I’ve done a number of LOB ASP.NET MVC projects (MVC5) and would like to re-structure how I handle some things for a new project. Specifically, I have a component that I want to re-use throughout multiple places in the application.
Current Method
Let’s say I have an app that handles patient case management. Part of this would be keeping running list of loose notes/tasks on the patient. Traditionally I’d work these up as part of whatever primary area would be handling the entry of the notes: let’s say they’d go in the CaseManager
portion of the UI, and as such would fall into context within the CaseController
(and subsequently, the model and views would also be naturally “adjacent” (for lack of better word) to that controller.
Elsewhere, I might want to display a list/summary of notes as well as maybe a quickedit popup or whatever. This would generally be handled separately from the aforementioned CaseController implementation.
What I’d Like To Do
Now, I’d like to take this Notes editor/display and treat it as an embedded resource into any other view that I want. So, I’ll create a Notes controller with specific Notes models and Notes views (to keep all that stuff nicely encapsulated), then when I want to display the notes “component” in the app somewhere, I’d just send a request to the NotesController accordingly.

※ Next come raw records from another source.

//! Telemetry source abstraction

use async_trait::async_trait;
use thiserror::Error;

use crate::NodeSnapshot;

/// Errors from fetching a telemetry snapshot
#[derive(Debug, Error)]
pub enum FetchError {
    #[error("Failed to build HTTP client: {0}")]
    ClientBuild(String),

    #[error("Network error: {0}")]
    Network(String),

    #[error("Timeout after {0} seconds")]
    Timeout(u64),

    #[error("Source returned status: {0}")]
    Status(u16),

    #[error("Malformed payload: {0}")]
    Payload(String),

    #[error("Inconsistent counts: {active} active and {tor} Tor out of {total} nodes")]
    Inconsistent { total: u64, active: u64, tor: u64 },
}

/// Produces a fresh snapshot from an external network source
#[async_trait]
pub trait TelemetryFetcher: Send + Sync {
    /// Human-readable source name for logs
    fn source(&self) -> &str;

    /// Fetch and derive one snapshot. A single attempt, no retries.
    async fn fetch(&self) -> Result<NodeSnapshot, FetchError>;
}
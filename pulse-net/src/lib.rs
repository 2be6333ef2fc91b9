//! Onion Pulse Network Layer
//!
//! Fetches peer-network telemetry over HTTP:
//! - Client construction with optional SOCKS5h proxy (route through Tor)
//! - Bitnodes snapshot schema and node classification
//! - A single bounded fetch per refresh, no retries

pub mod client;
pub mod bitnodes;

pub use client::*;
pub use bitnodes::*;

As such, my CaseManager is now “bound” to my CaseController, but when the user clicks the Notes tab, I want to fire up an instance of the NotesController, pass it a relevant parameter or two, then let the NotesController do the heavy lifting and return the response.
Elsewhere – not in the CaseManager – I may want to similarly embed this Notes component, and would handle it the same way: delegate the processing to a new instance of the NotesController and let it do it’s thing.
What I’ve Done
Previously, I’ve handled “lightweight” scenarios like this using httpContext.Server.TransferRequest
, which works very nicely in silently moving the request and its context to a new controller action.
I’ve followed the same path for what I’d like to do now – so my CaseController’s tab method now says return MyTransferResultWrapper("/Notes/?id=1234");
It works, but…
What I Don’t Like
… it feels wrong. It doesn’t feel right anyway. It works, but it smells to me, for reasons I can’t quite put my fingers on. It seems that if I were to evolve this approach as a “fundemental tactic” for dealing with this across this new application (which has a lot of these re-use cases), I’d be really mangling with and working against the current in terms of tossing around controller contexts and in general just doing things that maybe the framework was never really designed to handle.
Might someone be able to offer some advice on a sound approach for this type of thing?
5
This can be accomplished with Partial Views.
The partial view accepts a reference Id that is used to get the notes for a particular parent(like Case in your example) and then the Partial view always goes back to the NotesController to fetch the data.
You can now place the Partial View on any page, wire up the reference Id, and it should work.
See this for a start.
You can call your Notes controller from within other views to insert a partial view
@Html.Action("action", "controller", parameters)
However, as you say, if you have buttons in the partial view which call further actions this is going to become problematic and I don’t recommend it
Better to move the control to the client side and have an Api Controller with the relevant queries and actions.
The client side code can then populate and take actions on the control without complicating the page lifecycle and you can reuse the same partial view with the controls basic html and javascript anywhere in your application.
You might be interested in my project, FormFactory, which allows you to build your UI as a set of components https://github.com/mcintyre321/FormFactory
I do wonder if really what you are asking is a domain modelling question though. It seems you have modelled a Note as a separate aggregate from the Case, and this is giving you pause for thought.
Perhaps you should be modelling the Notes as a component and corresponding value object Type (i.e. data), and embed the note data on the case entity itself.